## EXERCISE REQUIREMENTS:
What is the number of lines below that contain the string "crate"? Give it and nothing else.
◇ ◇ ◇ ◇ ◇ ◇ ◇
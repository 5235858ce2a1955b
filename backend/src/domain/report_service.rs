//! Patrol activity aggregation service.

use std::collections::BTreeMap;
use std::sync::Arc;

use async_trait::async_trait;

use crate::domain::Error;
use crate::domain::ports::{
    CheckpointActivity, GuardActivity, PatrolRecordRepository, PatrolRecordRepositoryError,
    PatrolReportsQuery, PatrolSummary, RecordPredicate, TimeField, TimeRange,
};

fn map_repository_error(error: PatrolRecordRepositoryError) -> Error {
    match error {
        PatrolRecordRepositoryError::Connection { message } => {
            Error::service_unavailable(format!("patrol record store unavailable: {message}"))
        }
        PatrolRecordRepositoryError::Query { message } => {
            Error::internal(format!("patrol record store error: {message}"))
        }
        PatrolRecordRepositoryError::Duplicate { id } => {
            Error::internal(format!("unexpected duplicate for {id} on a read path"))
        }
    }
}

/// Share of `count` in `total`, in percent rounded to one decimal place.
fn percentage(count: u64, total: u64) -> f64 {
    if total == 0 {
        return 0.0;
    }
    (count as f64 * 1000.0 / total as f64).round() / 10.0
}

/// Aggregates scan activity over a time range.
#[derive(Clone)]
pub struct ReportService {
    records: Arc<dyn PatrolRecordRepository>,
}

impl ReportService {
    /// Create the service over the record repository.
    pub fn new(records: Arc<dyn PatrolRecordRepository>) -> Self {
        Self { records }
    }
}

#[async_trait]
impl PatrolReportsQuery for ReportService {
    async fn summary(&self, range: TimeRange) -> Result<PatrolSummary, Error> {
        let mut predicates = Vec::new();
        if let Some(start) = range.start_time {
            predicates.push(RecordPredicate::GreaterOrEqual(TimeField::ClientTime, start));
        }
        if let Some(end) = range.end_time {
            predicates.push(RecordPredicate::LessOrEqual(TimeField::ClientTime, end));
        }

        let records = self
            .records
            .query_all(&predicates)
            .await
            .map_err(map_repository_error)?;
        let total = records.len() as u64;

        // BTreeMap keeps checkpoints sorted by identifier for the response.
        let mut checkpoint_counts: BTreeMap<&str, u64> = BTreeMap::new();
        let mut guard_counts: BTreeMap<&str, u64> = BTreeMap::new();
        for record in &records {
            *checkpoint_counts.entry(record.checkpoint()).or_default() += 1;
            *guard_counts.entry(record.guard_name()).or_default() += 1;
        }

        let checkpoints = checkpoint_counts
            .iter()
            .map(|(&checkpoint, &count)| CheckpointActivity {
                checkpoint: checkpoint.to_owned(),
                count,
                percentage: percentage(count, total),
            })
            .collect();

        let mut guards: Vec<GuardActivity> = guard_counts
            .iter()
            .map(|(&guard_name, &count)| GuardActivity {
                guard_name: guard_name.to_owned(),
                count,
                percentage: percentage(count, total),
            })
            .collect();
        guards.sort_by(|a, b| b.count.cmp(&a.count).then_with(|| a.guard_name.cmp(&b.guard_name)));

        Ok(PatrolSummary {
            total_scans: total,
            unique_checkpoints: checkpoint_counts.len() as u64,
            unique_guards: guard_counts.len() as u64,
            checkpoints,
            guards,
        })
    }
}
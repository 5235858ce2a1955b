//! PostgreSQL persistence adapters using Diesel ORM.
//!
//! Thin adapters only: repository implementations translate between Diesel
//! row structs and domain types. Row structs (`models.rs`) and table
//! definitions (`schema.rs`) are internal implementation details, never
//! exposed to the domain layer. Connections come from a `bb8` pool with
//! native async support via `diesel-async`.

mod diesel_patrol_record_repository;
mod models;
mod pool;
mod schema;

pub use diesel_patrol_record_repository::DieselPatrolRecordRepository;
pub use pool::{DbPool, PoolConfig, PoolError};
//! In-memory test doubles mirroring the adapter contracts.
//!
//! The repository double applies the same predicate semantics the SQL
//! adapter encodes (AND conjunction, case-sensitive contains, inclusive
//! bounds, descending client time with stable ties) so the full HTTP flow
//! can be exercised without a database.

use std::collections::HashMap;
use std::sync::Mutex;

use async_trait::async_trait;
use chrono::Utc;
use pagination::PageRequest;
use uuid::Uuid;

use guardpost_backend::domain::ports::{
    CameraSnapshot, CameraSnapshotError, CameraSnapshotSource, ImageStore, ImageStoreError,
    PatrolRecordRepository, PatrolRecordRepositoryError, RecordPage, RecordPredicate, StoredImage,
    TextField, TimeField,
};
use guardpost_backend::domain::{ImageId, NewPatrolRecord, PatrolRecord, PatrolRecordParts};

/// Repository double holding records in insertion order.
#[derive(Default)]
pub struct InMemoryPatrolRecordRepository {
    records: Mutex<Vec<PatrolRecord>>,
}

fn text_field<'a>(record: &'a PatrolRecord, field: TextField) -> &'a str {
    match field {
        TextField::Checkpoint => record.checkpoint(),
        TextField::GuardName => record.guard_name(),
        TextField::Note => record.note(),
        TextField::ImageId => record.image_id().as_str(),
    }
}

fn time_field(record: &PatrolRecord, field: TimeField) -> i64 {
    match field {
        TimeField::ClientTime => record.client_time(),
        TimeField::ServerTime => record.server_time(),
    }
}

fn matches(record: &PatrolRecord, predicate: &RecordPredicate) -> bool {
    match predicate {
        RecordPredicate::Equals(field, value) => text_field(record, *field) == value,
        RecordPredicate::Contains(field, value) => text_field(record, *field).contains(value),
        RecordPredicate::GreaterOrEqual(field, bound) => time_field(record, *field) >= *bound,
        RecordPredicate::LessOrEqual(field, bound) => time_field(record, *field) <= *bound,
        RecordPredicate::NotEquals(field, value) => text_field(record, *field) != value,
    }
}

impl InMemoryPatrolRecordRepository {
    fn filtered(&self, predicates: &[RecordPredicate]) -> Vec<PatrolRecord> {
        let records = self.records.lock().expect("repository lock");
        // Stable sort keeps insertion order within equal client times.
        let mut matching: Vec<PatrolRecord> = records
            .iter()
            .filter(|record| predicates.iter().all(|p| matches(record, p)))
            .cloned()
            .collect();
        matching.sort_by(|a, b| b.client_time().cmp(&a.client_time()));
        matching
    }
}

#[async_trait]
impl PatrolRecordRepository for InMemoryPatrolRecordRepository {
    async fn insert(
        &self,
        record: &NewPatrolRecord,
    ) -> Result<PatrolRecord, PatrolRecordRepositoryError> {
        let mut records = self.records.lock().expect("repository lock");
        if records.iter().any(|existing| existing.id() == record.id()) {
            return Err(PatrolRecordRepositoryError::duplicate(record.id()));
        }
        let now = Utc::now();
        let stored = PatrolRecord::new(PatrolRecordParts {
            id: record.id(),
            checkpoint: record.checkpoint().to_owned(),
            guard_name: record.guard_name().to_owned(),
            client_time: record.client_time(),
            server_time: record.server_time(),
            image_id: record.image_id().clone(),
            note: record.note().to_owned(),
            created_at: now,
            updated_at: now,
        })
        .map_err(|err| PatrolRecordRepositoryError::query(err.to_string()))?;
        records.push(stored.clone());
        Ok(stored)
    }

    async fn query_paged(
        &self,
        predicates: &[RecordPredicate],
        page: PageRequest,
    ) -> Result<RecordPage, PatrolRecordRepositoryError> {
        let matching = self.filtered(predicates);
        let total = matching.len() as u64;
        let offset = usize::try_from(page.offset()).expect("offset fits usize");
        let limit = usize::try_from(page.limit()).expect("limit fits usize");
        let records = matching.into_iter().skip(offset).take(limit).collect();
        Ok(RecordPage { records, total })
    }

    async fn query_all(
        &self,
        predicates: &[RecordPredicate],
    ) -> Result<Vec<PatrolRecord>, PatrolRecordRepositoryError> {
        Ok(self.filtered(predicates))
    }

    async fn get_by_id(
        &self,
        id: Uuid,
    ) -> Result<Option<PatrolRecord>, PatrolRecordRepositoryError> {
        let records = self.records.lock().expect("repository lock");
        Ok(records.iter().find(|record| record.id() == id).cloned())
    }
}

/// Image store double keyed by image id, extension-less.
#[derive(Default)]
pub struct InMemoryImageStore {
    blobs: Mutex<HashMap<String, Vec<u8>>>,
}

#[async_trait]
impl ImageStore for InMemoryImageStore {
    async fn save(
        &self,
        image_id: &ImageId,
        bytes: &[u8],
    ) -> Result<StoredImage, ImageStoreError> {
        let mut blobs = self.blobs.lock().expect("store lock");
        blobs.insert(image_id.as_str().to_owned(), bytes.to_vec());
        Ok(StoredImage {
            path: format!("{image_id}.jpg").into(),
        })
    }

    async fn get(&self, image_id: &ImageId) -> Result<Option<Vec<u8>>, ImageStoreError> {
        let blobs = self.blobs.lock().expect("store lock");
        Ok(blobs.get(image_id.as_str()).cloned())
    }

    async fn delete(&self, image_id: &ImageId) -> Result<bool, ImageStoreError> {
        let mut blobs = self.blobs.lock().expect("store lock");
        Ok(blobs.remove(image_id.as_str()).is_some())
    }
}

/// Camera double serving fixed bytes, or refusing every fetch.
pub struct StubCameraSource {
    response: Option<Vec<u8>>,
}

impl StubCameraSource {
    /// A camera that answers every fetch with the given bytes.
    pub fn serving(bytes: Vec<u8>) -> Self {
        Self {
            response: Some(bytes),
        }
    }

    /// A camera that is unreachable.
    pub fn unreachable() -> Self {
        Self { response: None }
    }
}

#[async_trait]
impl CameraSnapshotSource for StubCameraSource {
    async fn fetch(&self, _endpoint: &url::Url) -> Result<CameraSnapshot, CameraSnapshotError> {
        match &self.response {
            Some(bytes) => Ok(CameraSnapshot {
                bytes: bytes.clone(),
                content_type: Some("image/jpeg".to_owned()),
            }),
            None => Err(CameraSnapshotError::transport("connection refused")),
        }
    }
}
◇ ◇ ◇ ◇ ◇ ◇ ◇
## RESULT OF THE TASK:
2